Leaving the jar to cool, he headed down to the riverbank and slowly walked along it, examining rocks as he went. Every so often, he would bend down and pick up rock, until his arms reached capacity. Almost all river rock contains a small percentage of iron, he remembered reading, so he had tried to pick the rocks that seemed to shimmer just a touch more than the others. Setting the rocks down by his kiln, he once again went to gather clay so he could put his bushcraft and loose apocalypse theory to the test. He first made a smaller version of the kiln, standing only 2 feet high, but he left two holes in the bottom of the ring. From one hole, he created a small tunnel that connected to a second cylindrical tower. He then took his knife and carved a branch down to a usable sized pole and wrapped a bit of rawhide from his blankets around one end of the pole. Smashing up the river rock between some larger rocks took time, but he eventually had the kiln side full to the top with chunks of rocks no bigger than his fingers. Using the second hole, Mike lit a fire in the bottom of the kiln and covered the hole with a clay plug which he had designed for that purpose. Moving over to the other tower, he began pumping the wooden plunger, made from his rawhide and pole, up and down the tube, pumping air into the fire and causing his kiln to reach higher temperatures.

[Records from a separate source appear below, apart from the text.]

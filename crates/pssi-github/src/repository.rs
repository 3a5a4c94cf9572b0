use chrono::{DateTime, Utc};
use serde::{Deserialize, Serialize};

/// Repository as returned by the GitHub REST API, trimmed to what is summarized.
#[derive(Debug, Clone, Deserialize)]
pub struct GitHubRepo {
    pub name: String,
    pub full_name: Option<String>,
    pub owner: Option<GitHubOwner>,
    pub language: Option<String>,
    #[serde(default)]
    pub stargazers_count: u32,
    #[serde(default)]
    pub open_issues_count: u32,
    pub default_branch: Option<String>,
    pub html_url: Option<String>,
    pub pushed_at: Option<DateTime<Utc>>,
}

#[derive(Debug, Clone, Deserialize)]
pub struct GitHubOwner {
    pub login: String,
}

#[derive(Debug, Clone, PartialEq, Serialize, Deserialize)]
#[serde(rename_all = "camelCase")]
pub struct RepoSummary {
    pub owner: String,
    pub name: String,
    pub full_name: String,
    pub language: Option<String>,
    pub stars: u32,
    pub open_issues: u32,
    pub default_branch: String,
    pub html_url: String,
    pub pages_url: String,
    pub pushed_at: Option<DateTime<Utc>>,
}

impl RepoSummary {
    /// Summarize `repo`, using `fallback_owner` when the payload has no owner.
    pub fn from_repo(repo: GitHubRepo, fallback_owner: &str) -> Self {
        let owner = repo
            .owner
            .map(|o| o.login)
            .unwrap_or_else(|| fallback_owner.to_string());
        let full_name = repo
            .full_name
            .unwrap_or_else(|| format!("{}/{}", owner, repo.name));
        let html_url = repo
            .html_url
            .unwrap_or_else(|| format!("https://github.com/{}", full_name));

        Self {
            pages_url: pages_url(&owner, &repo.name),
            owner,
            name: repo.name,
            full_name,
            language: repo.language,
            stars: repo.stargazers_count,
            open_issues: repo.open_issues_count,
            default_branch: repo.default_branch.unwrap_or_else(|| "main".to_string()),
            html_url,
            pushed_at: repo.pushed_at,
        }
    }
}

pub fn pages_url(owner: &str, name: &str) -> String {
    format!("https://{}.github.io/{}", owner.to_lowercase(), name)
}

#[derive(Debug, Clone, PartialEq, Serialize, Deserialize)]
#[serde(rename_all = "camelCase")]
pub struct ScanReport {
    pub username: String,
    pub total_repos: usize,
    pub scanned: usize,
    pub repos: Vec<RepoSummary>,
}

[Congratulations! You have leveled up your skill Tinkering, now level 2.

+3 stat points waiting to be assigned]

He hadn’t been sure that the blast furnace would be enough to level up the Tinkering skill, which was the only skill that didn’t give him exact instructions on how to increase in level, but he had hoped that it would.

It took hours to heat up the rock inside the kiln until it glowed white. A week ago Mike was sure that he wouldn’t have been able to pump the bellows for that long, but it was almost relaxing compared to chopping trees. Eventually, the rock was too bright to look at and he had finished another task. Moving back over to the kiln, he unstopped the hole and used two sticks to dig the rock out of the kiln, separating it into piles based on color. As the rock cooled, one pile shone a dull gray in the evening light, proof of his success. The process had worked and he had managed to extract a small pile of iron from the river rock.

[Congratulations! You have learned the skill Smelting.

No rewards available for level 1

You’ve managed to do what mankind has done for thousands of years]

With or without new stat points, this process had been every bit rewarding as he had imagined it would be, and seeing that small pile of iron brought even more hope to his heart than the berries had that morning. It was the perfect end to his fourth day of nonstop toil.